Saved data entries
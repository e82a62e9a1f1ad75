//! User domain module.
//!
//! # Module Structure
//!
//! - `model`: User record and creation input
//! - `repository`: Storage trait for user records
//! - `report`: Plain-text report rendering
//! - `service`: User service trait and default implementation
//!
//! # Usage
//!
//! ```ignore
//! use roster_core::user::{DefaultUserService, NewUser, UserService};
//! ```

mod model;
mod report;
mod repository;
mod service;

// Re-export public API
pub use model::{NewUser, User, UserStatus};
pub use report::{EMPTY_REPORT_LINE, REPORT_HEADER, render_report};
pub use repository::UserRepository;
pub use service::{DefaultUserService, UserService};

What this task involves →
Once you have read the data, reproduce all of it exactly.

Expected answer →
repository e82a62e9a1f1ad75
//! User domain module.
//!
//! # Module Structure
//!
//! - `model`: User record and creation input
//! - `repository`: Storage trait for user records
//! - `report`: Plain-text report rendering
//! - `service`: User service trait and default implementation
//!
//! # Usage
//!
//! ```ignore
//! use roster_core::user::{DefaultUserService, NewUser, UserService};
//! ```

mod model;
mod report;
mod repository;
mod service;

// Re-export public API
pub use model::{NewUser, User, UserStatus};
pub use report::{EMPTY_REPORT_LINE, REPORT_HEADER, render_report};
pub use repository::UserRepository;
pub use service::{DefaultUserService, UserService};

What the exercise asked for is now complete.